Preexposure to cocaine attenuates aversions induced by both cocaine and fluoxetine: Implications for the basis of cocaine-induced conditioned taste aversions.

Although cocaine-induced conditioned taste aversions (CTA) are well documented, little is known about the basis for cocaine's aversive effects. To address the role of serotonin (5-HT) in cocaine-induced aversions, the present experiments used the cross-drug preexposure design in which the effects of exposure to fluoxetine, a selective 5-HT reuptake inhibitor (SSRI) with 5-HT transporter (SERT) inhibitory properties, were examined on aversions induced by cocaine (a nonselective monoamine transport inhibitor) and the effects of cocaine preexposure were examined on fluoxetine-induced aversions. Prior to these assessments, a fluoxetine dose-response function (3.2, 5.6, 10, and 18 mg/kg) was established in male Sprague-Dawley rats to determine a dose of fluoxetine that would induce intermediate aversions that were comparable to those induced by 18 mg/kg cocaine (Experiment 1).
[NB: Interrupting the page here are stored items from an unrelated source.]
//! Remote creature catalog.
//!
//! The catalog resolves an external numeric id into a name and a list of
//! base stats. Every lookup goes to the network: nothing is cached and
//! nothing is retried.

mod pokeapi;

pub use pokeapi::*;

use async_trait::async_trait;
use serde::{Deserialize, Serialize};
use thiserror::Error;

use crate::models::{ApiId, Stat};

/// Errors that can occur during catalog lookups.
#[derive(Debug, Error)]
pub enum CatalogError {
    #[error("HTTP error: {0}")]
    Http(#[from] reqwest::Error),

    #[error("Invalid catalog URL: {0}")]
    InvalidUrl(String),

    #[error("Catalog returned HTTP {status} for {url}")]
    HttpStatus { status: u16, url: String },

    #[error("Catalog did not answer within {0} seconds")]
    Timeout(u64),

    #[error("Undecodable catalog response: {0}")]
    Decode(String),
}

/// Stat entry as the catalog encodes it.
#[derive(Debug, Clone, PartialEq, Serialize, Deserialize)]
pub struct CatalogStat {
    pub stat: NamedResource,
    pub base_stat: u32,

    #[serde(flatten)]
    pub extra: serde_json::Map<String, serde_json::Value>,
}

#[derive(Debug, Clone, PartialEq, Serialize, Deserialize)]
pub struct NamedResource {
    pub name: String,

    #[serde(flatten)]
    pub extra: serde_json::Map<String, serde_json::Value>,
}

/// A decoded catalog record. Fields this crate does not use are kept in
/// the `extra` maps so the body survives unchanged. A body without
/// `stats` is rejected.
#[derive(Debug, Clone, PartialEq, Serialize, Deserialize)]
pub struct CatalogRecord {
    pub name: String,

    pub stats: Vec<CatalogStat>,

    #[serde(flatten)]
    pub extra: serde_json::Map<String, serde_json::Value>,
}

impl CatalogRecord {
    /// Flatten the catalog stat entries into plain stats, in catalog order.
    pub fn stat_list(&self) -> Vec<Stat> {
        self.stats
            .iter()
            .map(|s| Stat::new(s.stat.name.clone(), s.base_stat))
            .collect()
    }
}

/// Trait for catalog clients.
#[async_trait]
pub trait CatalogClient: Send + Sync {
    /// Client name for logging.
    fn name(&self) -> &'static str;

    /// Fetch the full record for an external id.
    async fn fetch_record(&self, api_id: ApiId) -> Result<CatalogRecord, CatalogError>;

    /// Fetch only the display name.
    async fn fetch_name(&self, api_id: ApiId) -> Result<String, CatalogError> {
        Ok(self.fetch_record(api_id).await?.name)
    }

    /// Fetch only the stats.
    async fn fetch_stats(&self, api_id: ApiId) -> Result<Vec<Stat>, CatalogError> {
        Ok(self.fetch_record(api_id).await?.stat_list())
    }
}

/// In-memory catalog for tests.
#[cfg(test)]
pub struct StubCatalog {
    records: std::collections::HashMap<ApiId, CatalogRecord>,
    calls: std::sync::atomic::AtomicUsize,
}

#[cfg(test)]
impl StubCatalog {
    pub fn new() -> Self {
        Self {
            records: std::collections::HashMap::new(),
            calls: std::sync::atomic::AtomicUsize::new(0),
        }
    }

    pub fn with_pokemon(mut self, api_id: ApiId, name: &str, stats: &[(&str, u32)]) -> Self {
        let record = CatalogRecord {
            name: name.to_string(),
            stats: stats
                .iter()
                .map(|(stat, value)| CatalogStat {
                    stat: NamedResource {
                        name: stat.to_string(),
                        extra: serde_json::Map::new(),
                    },
                    base_stat: *value,
                    extra: serde_json::Map::new(),
                })
                .collect(),
            extra: serde_json::Map::new(),
        };
        self.records.insert(api_id, record);
        self
    }

    /// Number of `fetch_record` calls served so far.
    pub fn calls(&self) -> usize {
        self.calls.load(std::sync::atomic::Ordering::SeqCst)
    }
}

#[cfg(test)]
#[async_trait]
impl CatalogClient for StubCatalog {
    fn name(&self) -> &'static str {
        "stub"
    }

    async fn fetch_record(&self, api_id: ApiId) -> Result<CatalogRecord, CatalogError> {
        self.calls.fetch_add(1, std::sync::atomic::Ordering::SeqCst);
        self.records
            .get(&api_id)
            .cloned()
            .ok_or_else(|| CatalogError::HttpStatus {
                status: 404,
                url: format!("stub://pokemon/{}", api_id),
            })
    }
}
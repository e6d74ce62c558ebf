use std::path::PathBuf;
use std::sync::Arc;
use std::time::Duration;

use anyhow::{Context, Result};
use axum::http::HeaderValue;
use clap::{Parser, Subcommand};
use rand::rngs::StdRng;
use rand::SeedableRng;
use tokio::sync::Mutex;
use tower_http::cors::CorsLayer;
use tracing_subscriber::{layer::SubscriberExt, util::SubscriberInitExt};

use trainer_registry::api::build_router;
use trainer_registry::api::state::AppState;
use trainer_registry::catalog::{CatalogClient, PokeApiClient};
use trainer_registry::config::AppConfig;
use trainer_registry::storage::{JsonlStore, StorageConfig};

#[derive(Parser)]
#[command(name = "trainer-registry")]
#[command(about = "Trainers, their pokemon and items, with stat battles")]
#[command(version)]
struct Cli {
    /// Path to configuration file
    #[arg(long, default_value = "./config.toml")]
    config: PathBuf,

    /// Data directory path (overrides the config file)
    #[arg(long)]
    data_dir: Option<PathBuf>,

    /// Log level (trace, debug, info, warn, error)
    #[arg(long)]
    log_level: Option<String>,

    /// Output logs as JSON
    #[arg(long)]
    json_logs: bool,

    #[command(subcommand)]
    command: Commands,
}

#[derive(Subcommand)]
enum Commands {
    /// Start the API server
    Serve {
        /// Bind address
        #[arg(long)]
        host: Option<String>,

        /// Port number
        #[arg(long)]
        port: Option<u16>,

        /// Seed the random team picker (for reproducible runs)
        #[arg(long)]
        seed: Option<u64>,
    },

    /// Look up a pokemon in the remote catalog
    Lookup {
        /// Catalog id (e.g. 25 for pikachu)
        api_id: u32,
    },
}

/// Load the config file if present, otherwise fall back to defaults.
fn load_config(cli: &Cli) -> Result<AppConfig> {
    let mut config = if cli.config.exists() {
        AppConfig::from_file(&cli.config)
            .with_context(|| format!("Failed to load {}", cli.config.display()))?
    } else {
        AppConfig::default()
    };

    if let Some(ref data_dir) = cli.data_dir {
        config.data_dir = data_dir.clone();
    }
    if let Some(ref log_level) = cli.log_level {
        config.log_level = log_level.clone();
    }

    Ok(config)
}

fn init_tracing(log_level: &str, json_logs: bool) {
    let filter = tracing_subscriber::EnvFilter::try_from_default_env()
        .unwrap_or_else(|_| tracing_subscriber::EnvFilter::new(log_level));

    let registry = tracing_subscriber::registry().with(filter);
    if json_logs {
        registry.with(tracing_subscriber::fmt::layer().json()).init();
    } else {
        registry.with(tracing_subscriber::fmt::layer()).init();
    }
}

fn cors_layer(origin: &str) -> Result<CorsLayer> {
    if origin == "*" {
        return Ok(CorsLayer::permissive());
    }
    let origin: HeaderValue = origin
        .parse()
        .with_context(|| format!("Invalid CORS origin: {}", origin))?;
    Ok(CorsLayer::permissive().allow_origin(origin))
}

#[tokio::main]
async fn main() -> Result<()> {
    let cli = Cli::parse();
    let config = load_config(&cli)?;

    init_tracing(&config.log_level, cli.json_logs);
    tracing::info!("Starting trainer-registry v{}", env!("CARGO_PKG_VERSION"));

    let catalog = PokeApiClient::new(
        &config.catalog.base_url,
        Duration::from_secs(config.catalog.timeout_seconds),
    )?;

    match cli.command {
        Commands::Serve { host, port, seed } => {
            let host = host.unwrap_or(config.server.host.clone());
            let port = port.unwrap_or(config.server.port);

            let storage = StorageConfig::new(config.data_dir.clone());
            tracing::info!("Using data directory {:?}", storage.data_dir);

            let rng = match seed {
                Some(seed) => StdRng::seed_from_u64(seed),
                None => StdRng::from_os_rng(),
            };

            let state = AppState {
                store: Arc::new(JsonlStore::new(&storage)),
                catalog: Arc::new(catalog),
                rng: Arc::new(Mutex::new(rng)),
                sample_size: config.sampling.count,
            };

            let app = build_router(state).layer(cors_layer(&config.server.cors_origin)?);
            let addr = format!("{}:{}", host, port);
            let listener = tokio::net::TcpListener::bind(&addr).await?;
            tracing::info!("Listening on http://{}", addr);
            axum::serve(listener, app)
                .with_graceful_shutdown(async {
                    let _ = tokio::signal::ctrl_c().await;
                    tracing::info!("Shutting down");
                })
                .await?;
        }
        Commands::Lookup { api_id } => {
            let record = catalog.fetch_record(api_id).await?;
            println!("\n=== #{} {} ===", api_id, record.name);
            for stat in record.stat_list() {
                println!("{:<18} {:>4}", stat.name, stat.value);
            }
        }
    }

    Ok(())
}
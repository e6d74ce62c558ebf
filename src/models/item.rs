//! Item model.

use serde::{Deserialize, Serialize};

use super::{ItemId, TrainerId};

/// Request body for giving an item to a trainer.
#[derive(Debug, Clone, Serialize, Deserialize)]
pub struct NewItem {
    pub name: String,
    #[serde(default)]
    pub description: Option<String>,
}

/// A stored item.
#[derive(Debug, Clone, PartialEq, Eq, Serialize, Deserialize)]
pub struct Item {
    pub id: ItemId,
    pub name: String,
    pub description: Option<String>,
    pub trainer_id: TrainerId,
}
//! JSONL-backed record store.

use async_trait::async_trait;
use tokio::sync::Mutex;
use tracing::{info, warn};

use super::{JsonlTable, Page, RecordStore, StorageConfig, StorageError, Table};
use crate::models::{
    Item, NewItem, NewPokemon, NewTrainer, Pokemon, PokemonId, Trainer, TrainerId, TrainerRow,
};

/// Rows with an integer primary key.
trait Keyed {
    fn key(&self) -> i64;
}

impl Keyed for TrainerRow {
    fn key(&self) -> i64 {
        self.id
    }
}

impl Keyed for Pokemon {
    fn key(&self) -> i64 {
        self.id
    }
}

impl Keyed for Item {
    fn key(&self) -> i64 {
        self.id
    }
}

/// Next free key in a table; keys start at 1.
///
/// `lines` counts every non-empty line, including ones that failed to parse.
/// Keys never fall below it, so a row hidden by a damaged line keeps its key.
fn next_key<T: Keyed>(rows: &[T], lines: usize) -> i64 {
    if lines > rows.len() {
        warn!(
            "{} unreadable rows in table, skipping past their keys",
            lines - rows.len()
        );
    }
    let max_key = rows.iter().map(Keyed::key).max().unwrap_or(0);
    max_key.max(lines as i64) + 1
}

/// Record store keeping one JSONL file per table.
pub struct JsonlStore {
    trainers: JsonlTable<TrainerRow>,
    pokemons: JsonlTable<Pokemon>,
    items: JsonlTable<Item>,

    /// Serializes key assignment and appends.
    write_lock: Mutex<()>,
}

impl JsonlStore {
    pub fn new(config: &StorageConfig) -> Self {
        Self {
            trainers: JsonlTable::for_table(config, Table::Trainers),
            pokemons: JsonlTable::for_table(config, Table::Pokemons),
            items: JsonlTable::for_table(config, Table::Items),
            write_lock: Mutex::new(()),
        }
    }

    /// Join pokemon and items onto trainer rows.
    fn hydrate(&self, rows: Vec<TrainerRow>) -> Result<Vec<Trainer>, StorageError> {
        if rows.is_empty() {
            return Ok(Vec::new());
        }

        let pokemons = self.pokemons.read_all()?;
        let items = self.items.read_all()?;

        Ok(rows
            .into_iter()
            .map(|row| {
                let owned_pokemon = pokemons
                    .iter()
                    .filter(|p| p.trainer_id == row.id)
                    .cloned()
                    .collect();
                let inventory = items
                    .iter()
                    .filter(|i| i.trainer_id == row.id)
                    .cloned()
                    .collect();
                Trainer::hydrate(row, owned_pokemon, inventory)
            })
            .collect())
    }

    fn trainer_exists(&self, id: TrainerId) -> Result<bool, StorageError> {
        Ok(self.trainers.read_all()?.iter().any(|t| t.id == id))
    }
}

#[async_trait]
impl RecordStore for JsonlStore {
    async fn create_trainer(&self, trainer: NewTrainer) -> Result<Trainer, StorageError> {
        let _guard = self.write_lock.lock().await;

        let (rows, lines) = self.trainers.read_counted()?;
        let row = TrainerRow {
            id: next_key(&rows, lines),
            name: trainer.name,
            birthdate: trainer.birthdate,
        };
        self.trainers.append(&row)?;

        info!("Created trainer {} ({})", row.id, row.name);
        Ok(Trainer::hydrate(row, Vec::new(), Vec::new()))
    }

    async fn get_trainer(&self, id: TrainerId) -> Result<Option<Trainer>, StorageError> {
        let rows = self.trainers.read_where(|t| t.id == id)?;
        Ok(self.hydrate(rows)?.into_iter().next())
    }

    async fn list_trainers(&self, page: Page) -> Result<Vec<Trainer>, StorageError> {
        let rows = page.slice(self.trainers.read_all()?);
        self.hydrate(rows)
    }

    async fn find_trainers_by_name(&self, name: &str) -> Result<Vec<Trainer>, StorageError> {
        let rows = self.trainers.read_where(|t| t.name == name)?;
        self.hydrate(rows)
    }

    async fn create_pokemon(
        &self,
        trainer_id: TrainerId,
        pokemon: NewPokemon,
        name: String,
    ) -> Result<Pokemon, StorageError> {
        let _guard = self.write_lock.lock().await;

        if !self.trainer_exists(trainer_id)? {
            return Err(StorageError::UnknownTrainer(trainer_id));
        }

        let (rows, lines) = self.pokemons.read_counted()?;
        let record = Pokemon {
            id: next_key(&rows, lines),
            api_id: pokemon.api_id,
            name,
            custom_name: pokemon.custom_name,
            trainer_id,
        };
        self.pokemons.append(&record)?;

        info!(
            "Trainer {} caught {} (#{}) as pokemon {}",
            trainer_id, record.name, record.api_id, record.id
        );
        Ok(record)
    }

    async fn get_pokemon(&self, id: PokemonId) -> Result<Option<Pokemon>, StorageError> {
        Ok(self.pokemons.read_where(|p| p.id == id)?.into_iter().next())
    }

    async fn list_pokemon(&self, page: Page) -> Result<Vec<Pokemon>, StorageError> {
        Ok(page.slice(self.pokemons.read_all()?))
    }

    async fn create_item(
        &self,
        trainer_id: TrainerId,
        item: NewItem,
    ) -> Result<Item, StorageError> {
        let _guard = self.write_lock.lock().await;

        if !self.trainer_exists(trainer_id)? {
            return Err(StorageError::UnknownTrainer(trainer_id));
        }

        let (rows, lines) = self.items.read_counted()?;
        let record = Item {
            id: next_key(&rows, lines),
            name: item.name,
            description: item.description,
            trainer_id,
        };
        self.items.append(&record)?;

        info!("Gave item {} ({}) to trainer {}", record.id, record.name, trainer_id);
        Ok(record)
    }

    async fn list_items(&self, page: Page) -> Result<Vec<Item>, StorageError> {
        Ok(page.slice(self.items.read_all()?))
    }
}
use axum::extract::rejection::QueryRejection;
use axum::extract::{Query, State};
use axum::Json;

use crate::api::state::AppState;
use crate::api::{ApiError, ListParams};
use crate::models::Item;

pub async fn list_items(
    State(state): State<AppState>,
    params: Result<Query<ListParams>, QueryRejection>,
) -> Result<Json<Vec<Item>>, ApiError> {
    let Query(params) = params?;
    let items = state.store.list_items(params.page()).await?;
    Ok(Json(items))
}
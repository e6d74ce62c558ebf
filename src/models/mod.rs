//! Core data models for the trainer registry.

mod item;
mod pokemon;
mod stat;
mod trainer;

pub use item::*;
pub use pokemon::*;
pub use stat::*;
pub use trainer::*;

/// Internal storage id of a trainer.
pub type TrainerId = i64;

/// Internal storage id of a pokemon.
pub type PokemonId = i64;

/// Internal storage id of an item.
pub type ItemId = i64;

/// Numeric key of a creature in the remote catalog.
pub type ApiId = u32;
//! JSONL (JSON Lines) tables.
//!
//! Each table is one file; each line is one JSON row. Rows are only ever
//! appended, so a table's line order is its insertion order.

use std::fs::{self, File, OpenOptions};
use std::io::{BufRead, BufReader, BufWriter, Write};
use std::marker::PhantomData;
use std::path::{Path, PathBuf};

use serde::{de::DeserializeOwned, Serialize};
use tracing::{debug, warn};

use super::{StorageConfig, StorageError};

/// Tables kept by the registry.
#[derive(Debug, Clone, Copy, PartialEq, Eq)]
pub enum Table {
    Trainers,
    Pokemons,
    Items,
}

impl Table {
    /// Get the filename for this table.
    pub fn filename(&self) -> &'static str {
        match self {
            Table::Trainers => "trainers.jsonl",
            Table::Pokemons => "pokemons.jsonl",
            Table::Items => "items.jsonl",
        }
    }
}

/// A single JSONL-backed table of `T` rows.
pub struct JsonlTable<T> {
    path: PathBuf,
    _marker: PhantomData<T>,
}

impl<T: Serialize + DeserializeOwned> JsonlTable<T> {
    /// Open a table at the given path. The file is created on first append.
    pub fn new(path: PathBuf) -> Self {
        Self {
            path,
            _marker: PhantomData,
        }
    }

    /// Open one of the registry tables under the configured data directory.
    pub fn for_table(config: &StorageConfig, table: Table) -> Self {
        Self::new(config.table_path(table))
    }

    pub fn path(&self) -> &Path {
        &self.path
    }

    fn ensure_dir(&self) -> Result<(), StorageError> {
        if let Some(parent) = self.path.parent() {
            fs::create_dir_all(parent)?;
        }
        Ok(())
    }

    /// Append a single row.
    pub fn append(&self, row: &T) -> Result<(), StorageError> {
        self.ensure_dir()?;

        let file = OpenOptions::new()
            .create(true)
            .append(true)
            .open(&self.path)?;

        let mut writer = BufWriter::new(file);
        let json = serde_json::to_string(row)?;
        writeln!(writer, "{}", json)?;
        writer.flush()?;

        debug!("Appended row to {:?}", self.path);
        Ok(())
    }

    /// Read every row. A missing file is an empty table; malformed lines are
    /// skipped.
    pub fn read_all(&self) -> Result<Vec<T>, StorageError> {
        Ok(self.read_counted()?.0)
    }

    /// Read every row along with the number of non-empty lines in the file.
    /// The line count includes malformed lines that were skipped.
    pub fn read_counted(&self) -> Result<(Vec<T>, usize), StorageError> {
        if !self.path.exists() {
            return Ok((Vec::new(), 0));
        }

        let file = File::open(&self.path)?;
        let reader = BufReader::new(file);
        let mut rows = Vec::new();
        let mut lines = 0;

        for (index, line) in reader.lines().enumerate() {
            let line = line?;
            if line.trim().is_empty() {
                continue;
            }
            lines += 1;

            match serde_json::from_str(&line) {
                Ok(row) => rows.push(row),
                Err(e) => {
                    warn!(
                        "Failed to parse line {} in {:?}: {}",
                        index + 1,
                        self.path,
                        e
                    );
                }
            }
        }

        debug!("Read {} rows from {:?}", rows.len(), self.path);
        Ok((rows, lines))
    }

    /// Read rows matching a predicate.
    pub fn read_where<F>(&self, predicate: F) -> Result<Vec<T>, StorageError>
    where
        F: Fn(&T) -> bool,
    {
        let all = self.read_all()?;
        Ok(all.into_iter().filter(predicate).collect())
    }
}
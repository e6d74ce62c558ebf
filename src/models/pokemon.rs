//! Pokemon model.

use serde::{Deserialize, Serialize};

use super::{ApiId, PokemonId, Stat, TrainerId};

/// Request body for adding a pokemon to a trainer.
#[derive(Debug, Clone, Serialize, Deserialize)]
pub struct NewPokemon {
    pub api_id: ApiId,
    #[serde(default)]
    pub custom_name: Option<String>,
}

/// A stored pokemon.
#[derive(Debug, Clone, PartialEq, Eq, Serialize, Deserialize)]
pub struct Pokemon {
    pub id: PokemonId,

    /// Identifier in the remote catalog
    pub api_id: ApiId,

    /// Name resolved from the catalog at creation time
    pub name: String,

    pub custom_name: Option<String>,
    pub trainer_id: TrainerId,
}

impl Pokemon {
    /// The trainer's nickname if one was given, otherwise the catalog name.
    pub fn nickname_or_name(&self) -> &str {
        self.custom_name.as_deref().unwrap_or(&self.name)
    }
}

/// A stored pokemon with freshly fetched catalog stats.
#[derive(Debug, Clone, Serialize)]
pub struct PokemonWithStats {
    #[serde(flatten)]
    pub pokemon: Pokemon,
    pub stats: Vec<Stat>,
}
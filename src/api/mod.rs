//! REST API endpoints.
//!
//! Axum-based HTTP API for registering trainers, the pokemon and items
//! they own, and battling stored pokemon against each other.

pub mod routes;
pub mod state;

#[cfg(test)]
pub(crate) mod test_support;

use axum::{
    extract::rejection::{JsonRejection, PathRejection, QueryRejection},
    http::StatusCode,
    response::{IntoResponse, Response},
    routing::{get, post},
    Json, Router,
};
use serde::{Deserialize, Serialize};
use thiserror::Error;
use tower_http::trace::TraceLayer;
use tracing::{error, warn};

use crate::catalog::CatalogError;
use crate::sampler::SampleError;
use crate::storage::{Page, StorageError};
use state::AppState;

pub const TRAINER_NOT_FOUND: &str = "Trainer not found";
pub const POKEMON_NOT_FOUND: &str = "Pokemon not found";

/// API error types.
#[derive(Debug, Error)]
pub enum ApiError {
    #[error("{0}")]
    NotFound(String),

    #[error("{0}")]
    Validation(String),

    #[error("Catalog lookup failed: {0}")]
    Upstream(#[from] CatalogError),

    #[error("{0}")]
    Sampling(#[from] SampleError),

    #[error("Internal error: {0}")]
    Internal(String),
}

impl ApiError {
    pub fn trainer_not_found() -> Self {
        ApiError::NotFound(TRAINER_NOT_FOUND.to_string())
    }

    pub fn pokemon_not_found() -> Self {
        ApiError::NotFound(POKEMON_NOT_FOUND.to_string())
    }
}

impl From<JsonRejection> for ApiError {
    fn from(rejection: JsonRejection) -> Self {
        ApiError::Validation(rejection.body_text())
    }
}

impl From<QueryRejection> for ApiError {
    fn from(rejection: QueryRejection) -> Self {
        ApiError::Validation(rejection.body_text())
    }
}

impl From<PathRejection> for ApiError {
    fn from(rejection: PathRejection) -> Self {
        ApiError::Validation(rejection.body_text())
    }
}

impl From<StorageError> for ApiError {
    fn from(err: StorageError) -> Self {
        match err {
            StorageError::UnknownTrainer(_) => ApiError::trainer_not_found(),
            other => ApiError::Internal(other.to_string()),
        }
    }
}

/// Error response body.
#[derive(Debug, Serialize)]
pub struct ErrorResponse {
    pub detail: String,
}

impl IntoResponse for ApiError {
    fn into_response(self) -> Response {
        let status = match &self {
            ApiError::NotFound(_) => StatusCode::NOT_FOUND,
            ApiError::Validation(_) => StatusCode::UNPROCESSABLE_ENTITY,
            ApiError::Upstream(_) => StatusCode::BAD_GATEWAY,
            ApiError::Sampling(_) => StatusCode::CONFLICT,
            ApiError::Internal(_) => StatusCode::INTERNAL_SERVER_ERROR,
        };

        if status.is_server_error() {
            error!("{}", self);
        } else if status != StatusCode::NOT_FOUND {
            warn!("{}", self);
        }

        let body = ErrorResponse {
            detail: self.to_string(),
        };

        (status, Json(body)).into_response()
    }
}

/// Offset/limit query parameters shared by list endpoints.
#[derive(Debug, Default, Deserialize)]
pub struct ListParams {
    pub skip: Option<usize>,
    pub limit: Option<usize>,
}

impl ListParams {
    pub fn page(&self) -> Page {
        Page::new(self.skip, self.limit)
    }
}

/// Build the application router.
///
/// Collection routes answer both with and without a trailing slash.
pub fn build_router(state: AppState) -> Router {
    use routes::{items, pokemons, trainers};

    Router::new()
        .route(
            "/trainers",
            get(trainers::list_trainers).post(trainers::create_trainer),
        )
        .route(
            "/trainers/",
            get(trainers::list_trainers).post(trainers::create_trainer),
        )
        .route("/trainers/:trainer_id", get(trainers::get_trainer))
        .route("/trainers/:trainer_id/pokemon", post(trainers::add_trainer_pokemon))
        .route("/trainers/:trainer_id/pokemon/", post(trainers::add_trainer_pokemon))
        .route("/trainers/:trainer_id/item", post(trainers::add_trainer_item))
        .route("/trainers/:trainer_id/item/", post(trainers::add_trainer_item))
        .route("/pokemons", get(pokemons::list_pokemons))
        .route("/pokemons/", get(pokemons::list_pokemons))
        .route("/pokemons/random", get(pokemons::random_pokemons))
        .route("/pokemons/random/", get(pokemons::random_pokemons))
        .route("/pokemons/fight", get(pokemons::fight_pokemons))
        .route("/items", get(items::list_items))
        .route("/items/", get(items::list_items))
        .layer(TraceLayer::new_for_http())
        .with_state(state)
}
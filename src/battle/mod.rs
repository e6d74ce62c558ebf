//! Stat battles between two creatures.
//!
//! A battle walks the first side's stats in order and awards a point to
//! whichever side has the strictly higher value for each stat both sides
//! share. The sign of the final tally decides the outcome.

use std::cmp::Ordering;

use indexmap::IndexMap;
use serde::Serialize;

use crate::models::Stat;

/// Result of comparing two stat lines.
#[derive(Debug, Clone, Copy, PartialEq, Eq, Serialize)]
#[serde(rename_all = "snake_case")]
pub enum BattleOutcome {
    FirstWins,
    SecondWins,
    Draw,
}

impl BattleOutcome {
    fn from_score(score: i32) -> Self {
        match score.cmp(&0) {
            Ordering::Greater => BattleOutcome::FirstWins,
            Ordering::Less => BattleOutcome::SecondWins,
            Ordering::Equal => BattleOutcome::Draw,
        }
    }

    /// `1` when the first side wins, `-1` when the second does, `0` on a draw.
    pub fn signum(self) -> i8 {
        match self {
            BattleOutcome::FirstWins => 1,
            BattleOutcome::SecondWins => -1,
            BattleOutcome::Draw => 0,
        }
    }

    pub fn is_draw(self) -> bool {
        self == BattleOutcome::Draw
    }
}

/// Index stats by name in first-seen order. A repeated name keeps its
/// original position and takes the later value.
pub fn stat_map(stats: &[Stat]) -> IndexMap<&str, u32> {
    let mut map = IndexMap::with_capacity(stats.len());
    for stat in stats {
        map.insert(stat.name.as_str(), stat.value);
    }
    map
}

/// Compare two stat lines.
pub fn compare_stats(first: &[Stat], second: &[Stat]) -> BattleOutcome {
    let first = stat_map(first);
    let second = stat_map(second);

    let score: i32 = first
        .iter()
        .filter_map(|(name, first_value)| {
            second
                .get(name)
                .map(|second_value| match first_value.cmp(second_value) {
                    Ordering::Greater => 1,
                    Ordering::Less => -1,
                    Ordering::Equal => 0,
                })
        })
        .sum();

    BattleOutcome::from_score(score)
}

/// Signed form of [`compare_stats`].
pub fn compare(first: &[Stat], second: &[Stat]) -> i8 {
    compare_stats(first, second).signum()
}
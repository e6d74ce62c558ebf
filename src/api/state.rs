use std::sync::Arc;

use rand::rngs::StdRng;
use tokio::sync::Mutex;

use crate::catalog::CatalogClient;
use crate::storage::RecordStore;

#[derive(Clone)]
pub struct AppState {
    pub store: Arc<dyn RecordStore>,
    pub catalog: Arc<dyn CatalogClient>,
    pub rng: Arc<Mutex<StdRng>>,

    /// Size of a random team
    pub sample_size: usize,
}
Other groups of rats were then exposed to fluoxetine prior to aversion conditioning with cocaine (Experiment 2) and with cocaine prior to aversion conditioning with fluoxetine (Experiment 3). All drugs were administered subcutaneously (cocaine 18 mg/kg; fluoxetine 10mg/kg). Although there was no effect of fluoxetine preexposure on either cocaine- or fluoxetine-induced aversions, preexposure to cocaine significantly attenuated aversions induced by itself and by fluoxetine. These results were discussed in terms of the possible role 5-HT might play in the mediation of aversions induced by cocaine.